**EXERCISE DATA**

+++++

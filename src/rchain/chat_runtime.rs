use std::time::Duration;

use reqwest::StatusCode;
use serde::Serialize;
use tokio::time::sleep;
use tracing::{debug, warn};

#[derive(Debug, Clone, Copy, Default)]
pub(crate) struct RetryConfig {
    pub timeout_secs: Option<u64>,
    pub retries: u32,
    pub retry_delay_ms: u64,
}

impl RetryConfig {
    fn max_attempts(self) -> u32 {
        self.retries.saturating_add(1)
    }
}

#[derive(Debug)]
pub(crate) enum RequestFailure {
    Request(reqwest::Error),
    Api { status: StatusCode, body: String },
}

pub(crate) async fn send_chat_request_with_retry<T: Serialize + ?Sized>(
    client: &reqwest::Client,
    url: &str,
    api_key: &str,
    payload: &T,
    config: RetryConfig,
) -> Result<reqwest::Response, RequestFailure> {
    let max_attempts = config.max_attempts();
    let mut attempt = 0;

    loop {
        let mut request = client.post(url).bearer_auth(api_key).json(payload);

        if let Some(timeout_secs) = config.timeout_secs {
            request = request.timeout(Duration::from_secs(timeout_secs));
        }

        debug!(url, attempt, "sending chat request");
        match request.send().await {
            Ok(response) => {
                if response.status().is_success() {
                    return Ok(response);
                }

                let status = response.status();
                let body = response.text().await.unwrap_or_default();
                if is_retryable_status(status) && attempt + 1 < max_attempts {
                    warn!(%status, attempt, "chat request failed, retrying");
                    sleep(retry_delay(attempt, config.retry_delay_ms)).await;
                    attempt += 1;
                    continue;
                }

                return Err(RequestFailure::Api { status, body });
            }
            Err(source) => {
                if is_retryable_request_error(&source) && attempt + 1 < max_attempts {
                    warn!(error = %source, attempt, "chat request failed, retrying");
                    sleep(retry_delay(attempt, config.retry_delay_ms)).await;
                    attempt += 1;
                    continue;
                }

                return Err(RequestFailure::Request(source));
            }
        }
    }
}

/// Blocking counterpart of [`send_chat_request_with_retry`]. Must not run on an async worker.
pub(crate) fn send_chat_request_blocking<T: Serialize + ?Sized>(
    client: &reqwest::blocking::Client,
    url: &str,
    api_key: &str,
    payload: &T,
    config: RetryConfig,
) -> Result<reqwest::blocking::Response, RequestFailure> {
    let max_attempts = config.max_attempts();
    let mut attempt = 0;

    loop {
        let mut request = client.post(url).bearer_auth(api_key).json(payload);

        if let Some(timeout_secs) = config.timeout_secs {
            request = request.timeout(Duration::from_secs(timeout_secs));
        }

        debug!(url, attempt, "sending blocking chat request");
        let failure = match request.send() {
            Ok(response) if response.status().is_success() => return Ok(response),
            Ok(response) => {
                let status = response.status();
                let body = response.text().unwrap_or_default();
                let retry = is_retryable_status(status);
                (RequestFailure::Api { status, body }, retry)
            }
            Err(source) => {
                let retry = is_retryable_request_error(&source);
                (RequestFailure::Request(source), retry)
            }
        };

        match failure {
            (_, true) if attempt + 1 < max_attempts => {
                warn!(attempt, "blocking chat request failed, retrying");
                std::thread::sleep(retry_delay(attempt, config.retry_delay_ms));
                attempt += 1;
            }
            (failure, _) => return Err(failure),
        }
    }
}

fn is_retryable_status(status: StatusCode) -> bool {
    status == StatusCode::TOO_MANY_REQUESTS || status.is_server_error()
}

fn is_retryable_request_error(err: &reqwest::Error) -> bool {
    err.is_timeout() || err.is_connect()
}

fn retry_delay(attempt: u32, base_ms: u64) -> Duration {
    let factor = 1u64.checked_shl(attempt).unwrap_or(u64::MAX);
    let delay_ms = base_ms.saturating_mul(factor).min(30_000);
    Duration::from_millis(delay_ms)
}

#[cfg(test)]
mod tests {
    use super::{RetryConfig, is_retryable_status, retry_delay};
    use reqwest::StatusCode;
    use std::time::Duration;

    #[test]
    fn retry_delay_doubles_per_attempt() {
        assert_eq!(retry_delay(0, 250), Duration::from_millis(250));
        assert_eq!(retry_delay(1, 250), Duration::from_millis(500));
        assert_eq!(retry_delay(3, 250), Duration::from_millis(2_000));
    }

    #[test]
    fn retry_delay_is_capped() {
        assert_eq!(retry_delay(12, 500), Duration::from_millis(30_000));
        assert_eq!(retry_delay(64, 1), Duration::from_millis(30_000));
    }

    #[test]
    fn only_throttling_and_server_errors_retry() {
        assert!(is_retryable_status(StatusCode::TOO_MANY_REQUESTS));
        assert!(is_retryable_status(StatusCode::SERVICE_UNAVAILABLE));
        assert!(!is_retryable_status(StatusCode::BAD_REQUEST));
        assert!(!is_retryable_status(StatusCode::UNAUTHORIZED));
    }

    #[test]
    fn default_config_makes_a_single_attempt() {
        assert_eq!(RetryConfig::default().max_attempts(), 1);
        let config = RetryConfig {
            retries: u32::MAX,
            ..RetryConfig::default()
        };
        assert_eq!(config.max_attempts(), u32::MAX);
    }
}
use std::io;
use std::process;

use chatforge::commands::LONG_VERSION;
use chatforge::commands::ask::{self, AskArgs};
use chatforge::commands::batch::{self, BatchArgs};
use chatforge::commands::config::{self, ConfigArgs};
use chatforge::commands::eval::{self, EvalArgs};
use chatforge::commands::models::{self, ModelsArgs};
use chatforge::commands::structured::{self, StructuredArgs};
use chatforge::telemetry::{Verbosity, init_tracing};
use clap::{CommandFactory, Parser, Subcommand, ValueEnum};
use clap_complete::{generate, shells};

const ROOT_HELP_EXAMPLES: &str = "Examples:\n  chatforge ask \"2+2?\"\n  echo \"2+2?\" | chatforge ask -m kimi-k2 --stream\n  chatforge ask -m siliconflow --dynamic-model Qwen/Qwen3-8B --template \"Q: {question}\" \"2+2?\"\n  chatforge eval --suite arithmetic\n  chatforge models\n  chatforge completion bash > ~/.local/share/bash-completion/completions/chatforge";

const ASK_HELP_EXAMPLES: &str = "Examples:\n  chatforge ask \"2+2?\"\n  echo \"2+2?\" | chatforge ask -m openai --dynamic-model gpt-4o-mini\n  chatforge ask --template \"Translate {text} into {lang}\" --var text=bonjour --var lang=English\n  chatforge ask -m qwen-turbo --dry-run --json \"Explain retries\"";

#[derive(Debug, Parser)]
#[command(
    name = "chatforge",
    about = "Chat client and LLM-as-judge evaluation for OpenAI-compatible endpoints",
    version = LONG_VERSION,
    after_help = ROOT_HELP_EXAMPLES
)]
struct Cli {
    /// Debug logging on stderr.
    #[arg(short, long)]
    verbose: bool,
    /// Suppress everything on stderr except fatal errors.
    #[arg(short, long)]
    quiet: bool,
    #[command(subcommand)]
    command: Commands,
}

#[derive(Debug, Subcommand)]
enum Commands {
    #[command(
        about = "Ask a question to a configured chat model",
        version = LONG_VERSION,
        after_help = ASK_HELP_EXAMPLES
    )]
    Ask(AskArgs),
    #[command(about = "Send several prompts and print the answers in order")]
    Batch(BatchArgs),
    #[command(about = "Ask for an answer with a justification, as structured output")]
    Structured(StructuredArgs),
    #[command(about = "Run a built-in LLM-as-judge evaluation suite")]
    Eval(EvalArgs),
    #[command(about = "List the configured chat models")]
    Models(ModelsArgs),
    #[command(about = "Manage local config")]
    Config(ConfigArgs),
    #[command(about = "Generate shell completion script")]
    Completion {
        #[arg(value_enum)]
        shell: CompletionShell,
    },
}

#[derive(Debug, Clone, Copy, ValueEnum)]
enum CompletionShell {
    Bash,
    Zsh,
    Fish,
}

fn print_completion(shell: CompletionShell) {
    let mut cmd = Cli::command();
    match shell {
        CompletionShell::Bash => generate(shells::Bash, &mut cmd, "chatforge", &mut io::stdout()),
        CompletionShell::Zsh => generate(shells::Zsh, &mut cmd, "chatforge", &mut io::stdout()),
        CompletionShell::Fish => generate(shells::Fish, &mut cmd, "chatforge", &mut io::stdout()),
    }
}

#[tokio::main]
async fn main() {
    dotenvy::dotenv().ok();
    let cli = Cli::parse();

    let (verbose, quiet) = match &cli.command {
        Commands::Ask(args) => (cli.verbose || args.verbose, cli.quiet || args.quiet),
        _ => (cli.verbose, cli.quiet),
    };
    init_tracing(Verbosity::from_flags(verbose, quiet));

    let result = match cli.command {
        Commands::Ask(args) => ask::run(args).await,
        Commands::Batch(args) => batch::run(args).await,
        Commands::Structured(args) => structured::run(args).await,
        Commands::Eval(args) => eval::run(args).await,
        Commands::Models(args) => models::run(args),
        Commands::Config(args) => config::run(args),
        Commands::Completion { shell } => {
            print_completion(shell);
            Ok(())
        }
    };

    if let Err(err) = result {
        eprintln!("{err:#}");
        process::exit(1);
    }
}
fn env_value<T, F>(lookup: &F, var: &str) -> Result<Option<T>>
where
    T: FromStr,
    T::Err: std::fmt::Display,
    F: Fn(&str) -> Option<String>,
{
    match lookup(var).map(|raw| raw.trim().to_string()) {
        None => Ok(None),
        Some(raw) if raw.is_empty() => Ok(None),
        Some(raw) => raw
            .parse()
            .map(Some)
            .map_err(|err| anyhow!("Invalid {var} '{raw}': {err}")),
    }
}

pub fn resolve_options<F>(args: &AskArgs, profile: &ProfileConfig, lookup: F) -> Result<ResolvedAsk>
where
    F: Fn(&str) -> Option<String>,
{
    let config_name = args
        .config_name
        .clone()
        .or(env_value(&lookup, "CF_MODEL")?)
        .or_else(|| profile.model.clone())
        .unwrap_or_else(|| DEFAULT_CONFIG_NAME.to_string());

    let overrides = ClientOverrides {
        model: args
            .dynamic_model
            .clone()
            .or(env_value(&lookup, "CF_DYNAMIC_MODEL")?)
            .or_else(|| profile.dynamic_model.clone()),
        temperature: args
            .temperature
            .or(env_value(&lookup, "CF_TEMPERATURE")?)
            .or(profile.temperature),
        max_tokens: args
            .max_tokens
            .or(env_value(&lookup, "CF_MAX_TOKENS")?)
            .or(profile.max_tokens),
        timeout_secs: args
            .timeout
            .or(env_value(&lookup, "CF_TIMEOUT")?)
            .or(profile.timeout),
        retries: args
            .retries
            .or(env_value(&lookup, "CF_RETRIES")?)
            .or(profile.retries),
        retry_delay_ms: args
            .retry_delay
            .or(env_value(&lookup, "CF_RETRY_DELAY")?)
            .or(profile.retry_delay),
    };

    let profile_output = profile
        .output
        .as_deref()
        .map(<OutputMode as FromStr>::from_str)
        .transpose()
        .map_err(|err| anyhow!("Invalid profile output: {err}"))?;
    let output = if args.json {
        OutputMode::Json
    } else {
        args.output
            .or(env_value(&lookup, "CF_OUTPUT")?)
            .or(profile_output)
            .unwrap_or(OutputMode::Text)
    };

    Ok(ResolvedAsk {
        config_name,
        system: args.system.clone().or_else(|| profile.system.clone()),
        overrides,
        output,
        show_usage: args.show_usage || profile.show_usage.unwrap_or(false),
    })
}

/// Messages for the call: a rendered template or the raw prompt, plus the system message.
pub fn build_request(args: &AskArgs, system: Option<&str>) -> Result<ChatRequest> {
    let request = match &args.template {
        Some(text) => {
            let template = PromptTemplate::from_template(text).context("Invalid --template")?;
            let mut values = args.vars.iter().cloned().collect::<PromptValues>();
            let wants_prompt = template
                .input_variables()
                .iter()
                .any(|name| name == PROMPT_VARIABLE);
            if wants_prompt && !values.contains_key(PROMPT_VARIABLE) {
                values.insert(PROMPT_VARIABLE.to_string(), read_prompt(args.prompt.clone())?);
            } else if args.prompt.is_some() {
                warn!("prompt argument ignored: the template does not use {{{PROMPT_VARIABLE}}}");
            }
            template.render(&values)?
        }
        None => ChatRequest::from(read_prompt(args.prompt.clone())?),
    };
    Ok(match system {
        Some(system) => request.with_system(system),
        None => request,
    })
}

+++++

**WORK ITEM**
From the records above, pull every line that has the string "Verbosity" and copy it.

**ANSWER FOR THIS EXERCISE**
use chatforge::telemetry::{Verbosity, init_tracing};
    init_tracing(Verbosity::from_flags(verbose, quiet));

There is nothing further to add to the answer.